It’s been a while since I last touched on this subject. However, the processes in motion have remained in motion. They won’t stop politely to allow us to catch our breath. To misquote Robert A. Heinlein, since they don’t take long lunch breaks, neither should we.
My dear friend and frequent commenter Pascal, in referring to yesterday’s emission, sent this:
That Mayah was immediately arrested for brandishing a weapon is the most important lesson to be driven into thick, sheepish human skulls of the subjects of that decadent realm. The most influential seats of UK law-makers are occupied by even more deadly death cultists than the Islamists they continue to import and protect. These rulers are so passively evil and cowardly they don't bother bloodying their own hands. Instead they simply continue to write laws that are not only quick to condemn those who defend themselves or the vulnerable, but consistently remove all obstacles to, and any fear of facing justice by, active psychopaths.
When the justice system is officially turned on its head in this manner, how much more proof is needed that the country's law makers are even more evil than the common criminal?
This is an indirect swipe at a phenomenon that was once commented on by someone whose name I’ve forgotten. The essence of it was as follows:
Yet violent criminals are seldom prosecuted,
While persons who defend themselves violently
Often face The State’s wrath.
Therefore, the criminal is an agent of The State.
In the United Kingdom, which seemingly grows less united with each passing day, this appears incontrovertible. It also applies to parts of these United States.
Give that some thought while I fetch more coffee.
This is a few weeks old. It’s on my mind today because of the “death cults” theme:
This is not a parody. Two bioethicists have argued in the prestigious professional journal Bioethics that we should breed ticks to cause more infections of a condition that causes an allergy to red meat. Seriously.

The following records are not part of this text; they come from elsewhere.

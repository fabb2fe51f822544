use kndchain_node::run_node;
use std::path::PathBuf;

#[tokio::main]
async fn main() {
    let path = std::env::var("KNDCHAIN_CONFIG").unwrap_or_else(|_| "config/kndchain.toml".to_string());
    if let Err(e) = run_node(PathBuf::from(path)).await {
        eprintln!("node failed: {e:?}");
        std::process::exit(1);
    }
}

Why would anyone want ticks to become more dangerous? Meat-eating is wrong, and so anything (apparently) that causes fewer of us to eat meat is “beneficent“:
- Eating meat is morally wrong.
- If (1), then eating meat makes people morally worse and makes the world a worse place.
- So, people would be morally better and the world would be a less bad place if people didn’t eat meat.
- If an act makes people morally better and makes the world a less bad place than it would otherwise be, then that act is morally obligatory. [Corollary of consequentialism]
- Promoting tickborne AGS [a tickborne syndrome that causes a meat allergy] makes people morally better and makes the world a less bad place.
- So, promoting tickborne AGS is morally obligatory.
“Bioethicists” -- ? How much would you be willing to bet that these... persons’ ethics stop short at ethical mandates such as “Thou shalt not kill,” eh? When “bioethicists” make statements such as “Life should end at seventy-five” (Ezekiel Emanuel) or “The elderly should not receive medical care” (Daniel Callahan), they forfeit any claim to being dispensers of “ethics.” They are death cultists, pure and simple.
I could go on about this, but as I’ve done so before, and at length, I’ll spare you. Allow me one quick mention of my collection of essays on this subject, and I’ll allow us both to pass on to happier thoughts and climes.